How do bands get music out there? How do you get your music heard on BBC radio?
To get music out there you just need to look into music distributors and take your pick, it's pretty easy after a quick look into it and you can then have your songs on every streaming platform for everyone.
To get it on the radio can be a complicated process, it’s based on luck to some degree. You can upload your tracks to BBC Introducing and then sometimes the radio presenters pass it between each other if they feel strongly about a track. Once they get to know you, your style of music, and your name then it’s a lot easier to get onto the shows again because they are more familiar with you.
What do you think makes the Isle of Man’s music scene so unique to other places?
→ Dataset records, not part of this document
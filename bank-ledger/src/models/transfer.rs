//! Transfer model and the transfer engine's boundary types.

use super::{Account, Entry};
use chrono::{DateTime, Utc};
use serde::{Deserialize, Serialize};
use sqlx::FromRow;

/// Record of a single fund movement between two accounts.
#[derive(Debug, Clone, PartialEq, Eq, FromRow, Serialize, Deserialize)]
pub struct Transfer {
    pub id: i64,
    pub from_account_id: i64,
    pub to_account_id: i64,
    pub amount: i64,
    pub created_at: DateTime<Utc>,
}

/// Input for inserting a transfer row.
#[derive(Debug, Clone, Copy, PartialEq, Eq, Serialize, Deserialize)]
pub struct CreateTransfer {
    pub from_account_id: i64,
    pub to_account_id: i64,
    pub amount: i64,
}

/// Parameters of a transfer, already validated by the caller
/// (`amount > 0`, `from_account_id != to_account_id`).
#[derive(Debug, Clone, Copy, PartialEq, Eq, Serialize, Deserialize)]
pub struct TransferParams {
    pub from_account_id: i64,
    pub to_account_id: i64,
    pub amount: i64,
}

impl From<TransferParams> for CreateTransfer {
    fn from(params: TransferParams) -> Self {
        Self {
            from_account_id: params.from_account_id,
            to_account_id: params.to_account_id,
            amount: params.amount,
        }
    }
}

/// Everything a committed transfer produced. Only built after commit.
#[derive(Debug, Clone, PartialEq, Eq, Serialize, Deserialize)]
pub struct TransferResult {
    pub transfer: Transfer,
    /// Source account after its balance was updated.
    pub from_account: Account,
    /// Destination account after its balance was updated.
    pub to_account: Account,
    pub from_entry: Entry,
    pub to_entry: Entry,
}
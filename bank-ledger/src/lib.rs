//! Bank Ledger - accounts, ledger entries and a deadlock-free transfer engine.

pub mod config;
pub mod error;
pub mod models;
pub mod observability;
pub mod services;
pub mod startup;

pub use error::LedgerError;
The Isle of Man is quite isolated from the mainland music scene, and most gigging opportunities are longer slots in pubs, bars and private hires. You can often use the strong cover music scene over here to help raise funds to help your original music endeavours, and the rest of the industry are none the wiser, lots of bands do this!
Also Manx bands are lucky to have opportunities to perform and support visiting music artists - because the Isle of Man is a lot smaller than the likes of London there might be more of a chance for you to play with a major artist, as the pool of artists to choose from is smaller than the big cities across.